Le esenzioni fiscali e i prezzi delle case che dal 2009 avevano attirato verso il Portogallo poco meno di 4.000 italiani e altri 10mila fra francesi e inglesi in cerca di un “buen retiro” dove i soldi della pensione avevano finalmente un peso specifico maggiore, si sono infranti a partire dal 1° gennaio scorso, quando il governo di António Costa ha deciso di mettere la parola fine al “NRH” (Nao Residente Habitual), il pacchetto di privilegi fiscali riservati ai residenti non abituali, annunciato in una conferenza stampa dallo stesso premier portoghese: “Il mantenimento della misura equivarrebbe a prolungare una misura di ingiustizia fiscale che si è dimostrata del tutto iniqua”.
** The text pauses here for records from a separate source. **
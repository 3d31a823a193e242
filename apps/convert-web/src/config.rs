//! Command-line and environment configuration

use std::net::SocketAddr;
use std::path::PathBuf;

use clap::Parser;

/// Command-line arguments for the conversion server
#[derive(Parser, Debug, Clone)]
#[command(name = "convert-web")]
#[command(about = "Web service for image, PDF, slide deck and OCR conversions")]
pub struct Config {
    /// Port to listen on
    #[arg(short, long, env = "PORT", default_value = "3000")]
    pub port: u16,

    /// Host address to bind to
    #[arg(long, env = "HOST", default_value = "0.0.0.0")]
    pub host: String,

    /// SQLite connection string (defaults to convert.db inside the media root)
    #[arg(long, env = "DATABASE_URL")]
    pub database_url: Option<String>,

    /// Directory holding uploads/ and processed/
    #[arg(long, env = "MEDIA_ROOT", default_value = "./media")]
    pub media_root: PathBuf,

    /// Number of records shown on the history page
    #[arg(long, env = "HISTORY_LIMIT", default_value = "20")]
    pub history_limit: u32,

    /// Maximum request body size in MiB
    #[arg(long, env = "MAX_UPLOAD_MB", default_value = "100")]
    pub max_upload_mb: usize,

    /// Resolution used when rasterising PDF pages for slides
    #[arg(long, env = "RENDER_DPI", default_value = "200")]
    pub render_dpi: f32,

    /// Tesseract language code
    #[arg(long, env = "OCR_LANGUAGE", default_value = "eng")]
    pub ocr_language: String,

    /// Enable verbose logging
    #[arg(short, long)]
    pub verbose: bool,
}

impl Config {
    pub fn database_url(&self) -> String {
        self.database_url.clone().unwrap_or_else(|| {
            format!(
                "sqlite:{}/convert.db?mode=rwc",
                self.media_root.display()
            )
        })
    }

    pub fn bind_addr(&self) -> anyhow::Result<SocketAddr> {
        Ok(format!("{}:{}", self.host, self.port).parse()?)
    }

    pub fn body_limit(&self) -> usize {
        self.max_upload_mb.saturating_mul(1024 * 1024)
    }
}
Addio quindi al privilegio del 10% riservato ai pensionati che trascorrevano almeno sei mesi in Portogallo – concentrati soprattutto fra Lisbona e l’Algarve del sud - per cui in realtà fino al 2020 l’esenzione era addirittura totale, mentre si limitava al 20% per professionisti e nomadi digitali. Un’invasione pacifica che secondo le analisi del governo di Lisbona avrebbe causato l’aumento indiscriminato dei prezzi degli immobili, saliti del +78 fra il 2012 e il 2021 ed un aumento di spesa fiscale per i non residenti salita a 1.507,7 milioni di euro, il 18% in più. La nuova misura, fortemente voluta da Bruxelles, si applica esclusivamente ai nuovi arrivati, escludendo chi è residente gode delle agevolazioni.
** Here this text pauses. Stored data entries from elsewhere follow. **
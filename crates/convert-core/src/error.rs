use thiserror::Error;

#[derive(Error, Debug)]
pub enum ConvertError {
    #[error("Failed to decode image: {0}")]
    Decode(String),

    #[error("Failed to parse PDF: {0}")]
    Parse(String),

    #[error("Failed to encrypt PDF: {0}")]
    Encrypt(String),

    #[error("Failed to render page {page}: {detail}")]
    Render { page: usize, detail: String },

    #[error("Rendering engine unavailable: {0}")]
    RenderUnavailable(String),

    #[error("OCR engine failed: {0}")]
    Ocr(String),

    #[error("Failed to write presentation package: {0}")]
    Package(String),

    #[error("PDF operation failed: {0}")]
    Operation(String),

    #[error("I/O error: {0}")]
    Io(#[from] std::io::Error),
}

impl From<zip::result::ZipError> for ConvertError {
    fn from(err: zip::result::ZipError) -> Self {
        ConvertError::Package(err.to_string())
    }
}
Secondo l’Inps, le pensioni pagate all’estero, per l’esattezza in 165 Paesi diversi, sono 317.254, il 3% del totale, ma sarebbero per lo più rappresentate da genitori che hanno raggiunto all’estero i figli – nomadi digitali - e non viceversa. Un flusso che avrebbe potuto essere invertito dalle agevolazioni per favorire il rimpatrio dei lavoratori italiani all’estero, misura tristemente tagliata dal governo nella recente manovra.
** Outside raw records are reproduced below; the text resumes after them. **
//! PDF to slide deck
//!
//! Every page is rasterised and placed on its own blank slide. The input PDF
//! and each rendered page pass through uniquely named temp files that are
//! removed before this returns; on error the guards remove them on drop.

mod deck;

pub use deck::{SlideDeck, EMU_PER_INCH, SLIDE_HEIGHT_EMU, SLIDE_WIDTH_EMU};

use std::io::Write;
use std::path::Path;

use image::ImageFormat;
use tempfile::Builder;
use tracing::{debug, info};

use crate::error::ConvertError;
use crate::render::Rasterizer;

const TEMP_PREFIX: &str = "convert-";

/// Convert `pdf` into a `.pptx` deck with one picture slide per page.
pub fn pdf_to_slides(pdf: &[u8], rasterizer: &dyn Rasterizer) -> Result<Vec<u8>, ConvertError> {
    pdf_to_slides_in(pdf, rasterizer, &std::env::temp_dir())
}

/// [`pdf_to_slides`] with temp files created under `temp_dir`.
pub fn pdf_to_slides_in(
    pdf: &[u8],
    rasterizer: &dyn Rasterizer,
    temp_dir: &Path,
) -> Result<Vec<u8>, ConvertError> {
    let mut temp_pdf = Builder::new()
        .prefix(TEMP_PREFIX)
        .suffix(".pdf")
        .tempfile_in(temp_dir)?;
    temp_pdf.write_all(pdf)?;
    temp_pdf.flush()?;

    let pages = rasterizer.rasterize(temp_pdf.path())?;
    let mut deck = SlideDeck::new();

    for (index, page) in pages.iter().enumerate() {
        let temp_png = Builder::new()
            .prefix(TEMP_PREFIX)
            .suffix(".png")
            .tempfile_in(temp_dir)?;
        page.save_with_format(temp_png.path(), ImageFormat::Png)
            .map_err(|e| ConvertError::Render {
                page: index + 1,
                detail: format!("could not encode PNG: {}", e),
            })?;
        deck.add_picture_slide(std::fs::read(temp_png.path())?);
        temp_png.close()?;
        debug!("Slide {} added", index + 1);
    }

    let slide_count = deck.len();
    let pptx = deck.finish()?;
    temp_pdf.close()?;

    info!("Built slide deck: {} slides, {} bytes", slide_count, pptx.len());
    Ok(pptx)
}

#[cfg(test)]
mod tests {
    use super::*;
    use image::{DynamicImage, Rgb, RgbImage};
    use std::io::{Cursor, Read};
    use std::path::{Path, PathBuf};
    use std::sync::Mutex;
    use zip::ZipArchive;

    /// Renders a fixed number of solid pages and remembers the path it saw.
    struct SolidPages {
        count: usize,
        seen: Mutex<Option<PathBuf>>,
    }

    impl SolidPages {
        fn new(count: usize) -> Self {
            Self {
                count,
                seen: Mutex::new(None),
            }
        }
    }

    impl Rasterizer for SolidPages {
        fn rasterize(&self, pdf_path: &Path) -> Result<Vec<DynamicImage>, ConvertError> {
            assert!(pdf_path.exists(), "input copy must exist while rendering");
            assert_eq!(pdf_path.extension().and_then(|e| e.to_str()), Some("pdf"));
            *self.seen.lock().unwrap() = Some(pdf_path.to_path_buf());
            Ok((0..self.count)
                .map(|i| {
                    DynamicImage::ImageRgb8(RgbImage::from_pixel(8, 6, Rgb([i as u8 * 40, 0, 0])))
                })
                .collect())
        }
    }

    struct BrokenRenderer {
        seen: Mutex<Option<PathBuf>>,
    }

    impl Rasterizer for BrokenRenderer {
        fn rasterize(&self, pdf_path: &Path) -> Result<Vec<DynamicImage>, ConvertError> {
            *self.seen.lock().unwrap() = Some(pdf_path.to_path_buf());
            Err(ConvertError::Render {
                page: 1,
                detail: "boom".into(),
            })
        }
    }

    #[test]
    fn test_one_slide_per_rendered_page() {
        let renderer = SolidPages::new(3);

        let pptx = pdf_to_slides(b"%PDF-1.5 stub", &renderer).unwrap();

        let mut archive = ZipArchive::new(Cursor::new(pptx)).unwrap();
        for n in 1..=3 {
            assert!(archive.by_name(&format!("ppt/slides/slide{n}.xml")).is_ok());
        }
        assert!(archive.by_name("ppt/slides/slide4.xml").is_err());

        let mut png = Vec::new();
        archive
            .by_name("ppt/media/image2.png")
            .unwrap()
            .read_to_end(&mut png)
            .unwrap();
        let decoded = image::load_from_memory(&png).unwrap().to_rgb8();
        assert_eq!(decoded.get_pixel(0, 0), &Rgb([40, 0, 0]));
    }

    #[test]
    fn test_temp_input_is_removed_after_conversion() {
        let renderer = SolidPages::new(1);

        pdf_to_slides(b"%PDF-1.5 stub", &renderer).unwrap();

        let seen = renderer.seen.lock().unwrap().clone().unwrap();
        assert!(!seen.exists());
    }

    #[test]
    fn test_render_failure_aborts_and_cleans_up() {
        let renderer = BrokenRenderer {
            seen: Mutex::new(None),
        };

        let err = pdf_to_slides(b"%PDF-1.5 stub", &renderer).unwrap_err();

        assert!(matches!(err, ConvertError::Render { page: 1, .. }));
        let seen = renderer.seen.lock().unwrap().clone().unwrap();
        assert!(!seen.exists());
    }

    /// Entries in `dir` created by the converter with the given suffix.
    fn leftovers(dir: &Path, suffix: &str) -> Vec<String> {
        std::fs::read_dir(dir)
            .unwrap()
            .filter_map(|entry| entry.ok())
            .map(|entry| entry.file_name().to_string_lossy().into_owned())
            .filter(|name| name.starts_with(TEMP_PREFIX) && name.ends_with(suffix))
            .collect()
    }

    /// Renders one valid page followed by an empty one that PNG cannot encode.
    struct EmptySecondPage;

    impl Rasterizer for EmptySecondPage {
        fn rasterize(&self, _pdf_path: &Path) -> Result<Vec<DynamicImage>, ConvertError> {
            Ok(vec![
                DynamicImage::ImageRgb8(RgbImage::from_pixel(4, 4, Rgb([1, 2, 3]))),
                DynamicImage::ImageRgb8(RgbImage::new(0, 0)),
            ])
        }
    }

    #[test]
    fn test_page_images_are_removed_after_embedding() {
        let dir = tempfile::tempdir().unwrap();

        let pptx = pdf_to_slides_in(b"%PDF-1.5 stub", &SolidPages::new(3), dir.path()).unwrap();

        assert!(!pptx.is_empty());
        assert!(leftovers(dir.path(), ".png").is_empty());
        assert!(leftovers(dir.path(), ".pdf").is_empty());
    }

    #[test]
    fn test_page_images_are_removed_when_encoding_fails() {
        let dir = tempfile::tempdir().unwrap();

        let err = pdf_to_slides_in(b"%PDF-1.5 stub", &EmptySecondPage, dir.path()).unwrap_err();

        assert!(matches!(err, ConvertError::Render { page: 2, .. }));
        assert!(leftovers(dir.path(), ".png").is_empty());
        assert!(leftovers(dir.path(), ".pdf").is_empty());
    }
}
E se un numero compreso fra 40 e 50mila persone negli ultimi anni scelto di andare via dall’Italia non solo per motivi fiscali, preferendo Canbada, Germania, Svizzera, Australia e Francia, fra le mete che ancora restano appetibili per chi è fuori dal mondo del lavoro spiccano la Grecia, dove i pensionati stranieri sono accolti con un’unica aliquota fiscale del 7% concessa per 15 anni, ma anche Cipro, isola stranamente poco battuta dai nostri connazionali in quiescenza malgrado il clima clemente tutto l’anno, Paese che forte di 45 trattati sulla doppia imposizione fiscale e un costo della vita tra i più bassi nella UE, ha ancorato l’equivalente della nostra Irpef alla soglia di 19.500 euro, in cui rientra abbondantemente la “minima” italiana. In pratica, una pensione mensile al di sotto dei 1.500 euro gode della fascia no tax area, mentre fra 1.500 e 2.500 si limita a tassare il 2,5%, cifra che sale di un punto, al 3%, per le pensioni oltre i 3.500 euro al mese.
Pochi, un centinaio, anche i pensionati italiani che hanno optato per Malta, malgrado un sistema fiscale assai vantaggioso basato su un’aliquota fissa del 15% per un minimo di 7.500 euro all’anno. Stesso principio per il Marocco e la Tunisia, Paesi in cui la free tax per i pensionati stranieri copre fino all’80% della pensione, gravata di un misero 5% soltanto sul restante 20%. L’imposta sulle persone fisiche oscilla dallo 0% per le pensioni fino a 1.500 euro al mese e al 35% sopra i 50mila annui.
Due soli gli scaglioni in Croazia: 12% per pensioni fino a 2.300 al mese, 18% per tutti gli altri. Meta da sempre assai ambita resta la Spagna, in particolare le assolate Canarie, dove il sistema fiscale è costellato di esenzioni e riduzioni che toccano anche le spese mediche. La detrazione massima sull’arcipelago è pari a 6.500 euro per chi ha un’età compresa fra 65 e 75 anni, che sale a 7.000 per chi è più vecchio.
Quelli che non amano il caldo dei Paesi mediterranei in genere ripiegano su Bulgaria e Romania, in cui vale una sola aliquota del 10% a patto di non avere soltanto la residenza fiscale ma anche la cittadinanza. Per chiudere con Albania e Slovacchia, dove l’esenzione per tutti i cittadini UE è totale.